The obvious reason for doing this is for area hospitals to compete with one another for a finite number of patients with emergencies. But the likely unintended consequence (or intended consequence, depending upon your level of skepticism) of such advertising will be to increase the total number of patients utilizing emergency care, thereby treating more people for non-emergent conditions, and thus increasing revenue for the hospital. Despite stated claims to the contrary by these hospitals, reason suggests that such advertising will increase the number of inappropriate ED visits. The nation already has a problem with increased volume of inappropriate visits, and advertising wait times encourages many with non-emergent complaints to seek care in that setting. Those with true emergencies (heart attacks, trauma, difficulty breathing, etc) will be seen more immediately in an ED than those with less emergent conditions anyway, so the very purpose for an ED’s existence completely negates the need to advertise such wait times, except to draw in patients with non-emergent conditions.

Some may not see the downside to this. The truth is that EDs provide much more expensive care, in large part secondary to overtreatment, than do other health care settings (“Overtreatment in ER remains a concern”, 3 Aug 2010). It also increases the likelihood of hospital admissions, as the ED is the gateway to the hospital, even if many of these patients are there unnecessarily. This then leads to further unjustified revenue for the hospital. Not only does this lead to increased health costs for everyone in the country, but it also puts these patients at increased risk for medication errors, serious infections, blood clots, and other potential mishaps that unfortunately occur in hospital settings.

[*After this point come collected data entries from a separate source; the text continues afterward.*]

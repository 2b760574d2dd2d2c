#![cfg_attr(target_os = "none", no_std)]

//! Client API for the electrochemical fluid-front detector.
//!
//! Signal conditioning and the calibration curve live in the driver
//! service itself, out of scope here (non-goal). This crate describes
//! only the enable/disable/read surface a channel controller uses, plus
//! the fluid-status and bladder-contact events the driver publishes.

pub mod api;
pub use api::*;

use num_traits::{FromPrimitive, ToPrimitive};
use xous::{send_message, Message, CID};

pub const SERVER_NAME_ECHEM: &str = "_Electrochemistry driver_";

#[derive(Debug)]
pub struct EchemDriver {
    conn: CID,
    channel: u8,
}

impl EchemDriver {
    pub fn new(xns: &xous_names::XousNames, channel: u8) -> Result<Self, xous::Error> {
        let conn = xns.request_connection_blocking(SERVER_NAME_ECHEM).expect("can't connect to echem driver");
        Ok(EchemDriver { conn, channel })
    }

    /// Enable detection of fluid reaching at least `min_contact`.
    pub fn set_mode_fill_detect(&self, min_contact: FluidPosition) -> Result<(), xous::Error> {
        send_message(
            self.conn,
            Message::new_scalar(
                Opcode::SetModeFillDetect.to_usize().unwrap(),
                self.channel as usize,
                min_contact.to_usize().unwrap(),
                0,
                0,
            ),
        )
        .map(|_| ())
    }

    pub fn disable(&self) -> Result<(), xous::Error> {
        send_message(
            self.conn,
            Message::new_scalar(Opcode::Disable.to_usize().unwrap(), self.channel as usize, 0, 0, 0),
        )
        .map(|_| ())
    }

    pub fn get_fluid_position(&self) -> Result<FluidPosition, xous::Error> {
        match send_message(
            self.conn,
            Message::new_blocking_scalar(
                Opcode::GetFluidPosition.to_usize().unwrap(),
                self.channel as usize,
                0,
                0,
                0,
            ),
        )? {
            xous::Result::Scalar1(code) => {
                FromPrimitive::from_usize(code).ok_or(xous::Error::InternalError)
            }
            _ => Err(xous::Error::InternalError),
        }
    }

    /// Register for `FluidStatusChanged`/`EchemError`, delivered as a
    /// memory message carrying all four channels' readings.
    pub fn hook_events(&self, event_opcode: u32, cid: CID) -> Result<(), xous::Error> {
        send_message(
            self.conn,
            Message::new_scalar(
                Opcode::HookEvents.to_usize().unwrap(),
                self.channel as usize,
                event_opcode as usize,
                cid as usize,
                0,
            ),
        )
        .map(|_| ())
    }

    /// Register for the shared bladder up/down broadcast: bladder
    /// detection is a single service shared across all four channels.
    pub fn hook_bladder_events(&self, event_opcode: u32, cid: CID) -> Result<(), xous::Error> {
        send_message(
            self.conn,
            Message::new_scalar(
                Opcode::HookBladderEvents.to_usize().unwrap(),
                self.channel as usize,
                event_opcode as usize,
                cid as usize,
                0,
            ),
        )
        .map(|_| ())
    }
}

/// All four channels' current fluid-front readings, as delivered in a
/// `FluidStatusChanged` memory message.
#[derive(Debug, Clone, Copy, PartialEq)]
pub struct FluidStatusChanged {
    pub per_channel_positions: [FluidPosition; 4],
}

#[derive(Debug, Clone, Copy, PartialEq)]
pub enum BladderEvent {
    Up(BladderChannel),
    Down(BladderChannel),
}

impl BladderEvent {
    pub fn decode(arg1: usize, arg2: usize) -> Option<BladderEvent> {
        let bladder: BladderChannel = FromPrimitive::from_usize(arg2)?;
        match arg1 {
            0 => Some(BladderEvent::Down(bladder)),
            1 => Some(BladderEvent::Up(bladder)),
            _ => None,
        }
    }
}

Another reason for skepticism is how the waiting times are calculated, leading to the question of whether the hospitals are actually competing on meaningful grounds. Some of these waiting times are reportedly calculated as an average over the previous 4 hours, meaning they are often misleading to patients. Also, many patients are admitted to the hospital overnight to cut down the advertised time instead of remaining in the ED for a few hours of observation before a likely discharge, as has been practiced in the past. Again, not only does this increase costs, but it may actually end up being harmful to the patient. There are many ways to manipulate these advertised numbers.

So while in many ways traditional competitive business models may have some positives to offer in decreasing health costs, in this particular setting it will actually do the opposite. And as many studies and much data have showed over the years, an increase in health costs for one leads to an increase in health costs for all.